3. The real reason this is neat

The modification was proposed by Chris Houser (with a simple patch) on October 7, politely debated until October 10, and committed to Clojure in r1070 on October 15.* This syntax was better, and the discussion skipped if it should be applied, directly to how.

Turnaround time for a breaking change: one week. You have to respect that velocity.

There is a feeling in the development community that Clojure has a good chance of becoming an important language. Now is the brief time when any interested programmer could contribute something significant, in an environment which recognizes intelligent contribution and lacks — for the moment — politics and tradition.

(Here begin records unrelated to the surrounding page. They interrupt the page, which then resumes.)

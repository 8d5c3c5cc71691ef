use actix_web::{delete, get, post, put, web, HttpRequest, HttpResponse};

use super::{deleted, Payload};
use crate::{
    access::{self, Resource},
    error::AppError,
    models::{user::authenticated, worker::Worker},
    state::AppState,
};

#[get("/workers")]
pub async fn get_workers(
    state: web::Data<AppState>,
    req: HttpRequest,
) -> Result<HttpResponse, AppError> {
    let issuer = authenticated(&req)?;
    let workers = access::list::<Worker>(&state, &issuer).await?;
    Ok(HttpResponse::Ok().json(workers))
}
#[get("/workers/{worker_id}")]
pub async fn get_worker(
    worker_id: web::Path<String>,
    state: web::Data<AppState>,
    req: HttpRequest,
) -> Result<HttpResponse, AppError> {
    authenticated(&req)?;
    let worker = access::get::<Worker>(&state, &worker_id).await?;
    Ok(HttpResponse::Ok().json(worker))
}
#[post("/workers")]
pub async fn create_worker(
    payload: Payload,
    state: web::Data<AppState>,
    req: HttpRequest,
) -> Result<HttpResponse, AppError> {
    let issuer = authenticated(&req)?;
    let worker = access::create::<Worker>(&state, &issuer, payload.into_inner()).await?;
    Ok(HttpResponse::Created().json(worker))
}
#[put("/workers/{worker_id}")]
pub async fn update_worker(
    worker_id: web::Path<String>,
    payload: Payload,
    state: web::Data<AppState>,
    req: HttpRequest,
) -> Result<HttpResponse, AppError> {
    let issuer = authenticated(&req)?;
    let worker = access::update::<Worker>(&state, &issuer, &worker_id, payload.into_inner()).await?;
    Ok(HttpResponse::Ok().json(worker))
}
#[delete("/workers/{worker_id}")]
pub async fn delete_worker(
    worker_id: web::Path<String>,
    state: web::Data<AppState>,
    req: HttpRequest,
) -> Result<HttpResponse, AppError> {
    let issuer = authenticated(&req)?;
    access::delete::<Worker>(&state, &issuer, &worker_id).await?;
    Ok(deleted(Worker::schema().label))
}
use mongodb::bson::{Bson, Document};
use serde_json::{Map, Value};

use crate::{error::AppError, models};

#[derive(Clone, Copy, Debug, PartialEq, Eq, Hash, PartialOrd, Ord)]
pub enum ResourceKind {
    Incident,
    GearLog,
    Compliance,
    Report,
    Worker,
    Site,
    User,
}

impl ResourceKind {
    pub fn schema(self) -> &'static Schema {
        match self {
            ResourceKind::Incident => &models::incident::SCHEMA,
            ResourceKind::GearLog => &models::gear_log::SCHEMA,
            ResourceKind::Compliance => &models::compliance::SCHEMA,
            ResourceKind::Report => &models::report::SCHEMA,
            ResourceKind::Worker => &models::worker::SCHEMA,
            ResourceKind::Site => &models::site::SCHEMA,
            ResourceKind::User => &models::user::SCHEMA,
        }
    }
}

#[derive(Clone, Copy, Debug, PartialEq, Eq)]
pub enum SortOrder {
    Ascending,
    Descending,
}

/// The operation a response is rendered for.
#[derive(Clone, Copy, Debug, PartialEq, Eq)]
pub enum View {
    List,
    Get,
    Write,
}

/// Responses in which a reference is expanded to `{ _id, name }`.
/// Everywhere else it is the bare id.
#[derive(Clone, Copy, Debug, PartialEq, Eq)]
pub enum Populate {
    Never,
    List,
    ListAndGet,
}

impl Populate {
    pub fn applies_to(self, view: View) -> bool {
        matches!(
            (self, view),
            (Populate::List, View::List) | (Populate::ListAndGet, View::List | View::Get)
        )
    }
}

/// A field holding the id of another entity.
#[derive(Debug)]
pub struct Reference {
    pub field: &'static str,
    pub target: ResourceKind,
    pub populate: Populate,
}

/// Declarative description of one resource kind.
#[derive(Debug)]
pub struct Schema {
    pub kind: ResourceKind,
    pub label: &'static str,
    pub collection: &'static str,
    /// Payload fields that must be present and non-blank, in report order.
    pub required: &'static [&'static str],
    pub choices: &'static [(&'static str, &'static [&'static str])],
    pub sort: &'static [(&'static str, SortOrder)],
    /// Field holding the owning user's id; only owned kinds set this.
    pub owner: Option<&'static str>,
    pub unique: &'static [&'static str],
    pub references: &'static [Reference],
    /// Fields joined with a space to name an entity of this kind.
    pub name_fields: &'static [&'static str],
}

fn is_blank(value: &Value) -> bool {
    match value {
        Value::Null => true,
        Value::String(text) => text.trim().is_empty(),
        _ => false,
    }
}

impl Schema {
    pub fn missing_fields(&self, payload: &Map<String, Value>) -> Vec<&'static str> {
        self.required
            .iter()
            .copied()
            .filter(|field| payload.get(*field).map_or(true, is_blank))
            .collect()
    }

    /// Required fields the payload explicitly sets to null or blank.
    pub fn blanked_fields(&self, payload: &Map<String, Value>) -> Vec<&'static str> {
        self.required
            .iter()
            .copied()
            .filter(|field| payload.get(*field).map_or(false, is_blank))
            .collect()
    }

    pub fn invalid_choice(&self, payload: &Map<String, Value>) -> Option<AppError> {
        self.choices.iter().find_map(|(field, allowed)| {
            let value = payload.get(*field)?;
            match value {
                Value::Null => None,
                Value::String(text) if allowed.contains(&text.as_str()) => None,
                _ => Some(AppError::invalid(
                    field,
                    format!("expected one of {}", allowed.join(", ")),
                )),
            }
        })
    }

    pub fn validate_create(&self, payload: &Map<String, Value>) -> Result<(), AppError> {
        let missing = self.missing_fields(payload);
        if !missing.is_empty() {
            return Err(AppError::missing_fields(&missing));
        }
        self.invalid_choice(payload).map_or(Ok(()), Err)
    }

    pub fn validate_update(&self, payload: &Map<String, Value>) -> Result<(), AppError> {
        let blanked = self.blanked_fields(payload);
        if !blanked.is_empty() {
            return Err(AppError::missing_fields(&blanked));
        }
        self.invalid_choice(payload).map_or(Ok(()), Err)
    }

    pub fn sort_document(&self) -> Option<Document> {
        if self.sort.is_empty() {
            return None;
        }
        let mut sort = Document::new();
        for (field, order) in self.sort {
            let direction = match order {
                SortOrder::Ascending => 1,
                SortOrder::Descending => -1,
            };
            sort.insert(*field, Bson::Int32(direction));
        }
        Some(sort)
    }

    pub fn display_name(&self, document: &Document) -> Option<String> {
        let parts: Vec<&str> = self
            .name_fields
            .iter()
            .filter_map(|field| document.get_str(field).ok())
            .filter(|part| !part.is_empty())
            .collect();
        if parts.is_empty() {
            None
        } else {
            Some(parts.join(" "))
        }
    }
}
use chrono::{DateTime, Utc};
use mongodb::bson::{self, oid::ObjectId};
use serde::{Deserialize, Serialize};

use super::user::Principal;
use crate::{
    access::{
        fields::{parse_date, parse_reference, to_utc},
        Linked, Patch, Populate, Reference, ReferenceNames, Resource, ResourceKind, Schema,
        SortOrder,
    },
    error::AppError,
};

pub static SCHEMA: Schema = Schema {
    kind: ResourceKind::Compliance,
    label: "Compliance record",
    collection: "compliances",
    required: &["equipmentName", "checkedBy", "checkedAt", "status"],
    choices: &[("status", &["Compliant", "Non-compliant", "Pending"])],
    sort: &[("checkedAt", SortOrder::Descending)],
    owner: None,
    unique: &[],
    references: &[Reference {
        field: "checkedBy",
        target: ResourceKind::User,
        populate: Populate::ListAndGet,
    }],
    name_fields: &["equipmentName"],
};

#[derive(Clone, Copy, Debug, Serialize, Deserialize, PartialEq, Eq)]
pub enum ComplianceStatus {
    Compliant,
    #[serde(rename = "Non-compliant")]
    NonCompliant,
    Pending,
}

#[derive(Debug, Deserialize, Serialize)]
#[serde(rename_all = "camelCase")]
pub struct Compliance {
    #[serde(rename = "_id", skip_serializing_if = "Option::is_none")]
    pub _id: Option<ObjectId>,
    pub equipment_name: String,
    pub checked_by: ObjectId,
    pub checked_at: bson::DateTime,
    pub status: ComplianceStatus,
    #[serde(default)]
    pub remarks: String,
    #[serde(skip_serializing_if = "Option::is_none")]
    pub created_at: Option<bson::DateTime>,
    #[serde(skip_serializing_if = "Option::is_none")]
    pub updated_at: Option<bson::DateTime>,
}
#[derive(Debug, Default, Deserialize)]
#[serde(default, rename_all = "camelCase")]
pub struct ComplianceRequest {
    pub equipment_name: Patch<String>,
    pub checked_by: Patch<String>,
    pub checked_at: Patch<String>,
    pub status: Patch<ComplianceStatus>,
    pub remarks: Patch<String>,
}
#[derive(Debug, Serialize)]
#[serde(rename_all = "camelCase")]
pub struct ComplianceResponse {
    #[serde(rename = "_id")]
    pub _id: String,
    pub equipment_name: String,
    pub checked_by: Linked,
    pub checked_at: DateTime<Utc>,
    pub status: ComplianceStatus,
    pub remarks: String,
    pub created_at: Option<DateTime<Utc>>,
    pub updated_at: Option<DateTime<Utc>>,
}

impl Resource for Compliance {
    type Request = ComplianceRequest;
    type Response = ComplianceResponse;

    fn schema() -> &'static Schema {
        &SCHEMA
    }
    fn build(request: ComplianceRequest, _principal: &Principal) -> Result<Self, AppError> {
        let checked_by = request.checked_by.required("checkedBy")?;
        let checked_at = request.checked_at.required("checkedAt")?;
        Ok(Compliance {
            _id: None,
            equipment_name: request.equipment_name.trimmed().required("equipmentName")?,
            checked_by: parse_reference("checkedBy", &checked_by)?,
            checked_at: parse_date("checkedAt", &checked_at)?,
            status: request.status.required("status")?,
            remarks: request.remarks.trimmed().into_option().unwrap_or_default(),
            created_at: None,
            updated_at: None,
        })
    }
    fn merge(&mut self, request: ComplianceRequest) -> Result<(), AppError> {
        request
            .equipment_name
            .trimmed()
            .apply(&mut self.equipment_name);
        request
            .checked_by
            .try_map(|raw| parse_reference("checkedBy", &raw))?
            .apply(&mut self.checked_by);
        request
            .checked_at
            .try_map(|raw| parse_date("checkedAt", &raw))?
            .apply(&mut self.checked_at);
        request.status.apply(&mut self.status);
        request.remarks.trimmed().apply_or_clear(&mut self.remarks);
        Ok(())
    }
    fn present(self, names: &ReferenceNames) -> ComplianceResponse {
        ComplianceResponse {
            _id: self._id.map(|_id| _id.to_hex()).unwrap_or_default(),
            equipment_name: self.equipment_name,
            checked_by: names.link(ResourceKind::User, &self.checked_by),
            checked_at: to_utc(self.checked_at),
            status: self.status,
            remarks: self.remarks,
            created_at: self.created_at.map(to_utc),
            updated_at: self.updated_at.map(to_utc),
        }
    }
}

Want to help? The Clojure mailing list is high signal-to-noise, and subscribing is a good way to get acclimated. Also, communicating realtime with Rich Hickey and other Clojure experts is no more difficult than joining an IRC channel: #clojure on freenode.

Further discussion on the programming reddit

* There was also a similar conversation in March, but it didn’t include a patch.

11 Responses to “Clojure’s new regex syntax”

  1. Peter Seibel Says:

    Doug Hoyte isn’t the only one who knows how to write reader macros — Edi Weitz provides cl-interpol ( ) which provides, among other things, support for writing regexps with a reasonable number of backslashes.


  2. Matt Might Says:

    Certainly a big improvement, but I’ve always preferred Scheme Shell’s S-Expression-based regex syntax for flavors of Lisp.

  3. Stephen Bach Says:

    Peter, thanks! I was aware of CL-INTERPOL, but I’ve never used it and didn’t know of its “synergy” with CL-PPCRE.

    Matt, looks nifty, and I agree, more Lisp-like.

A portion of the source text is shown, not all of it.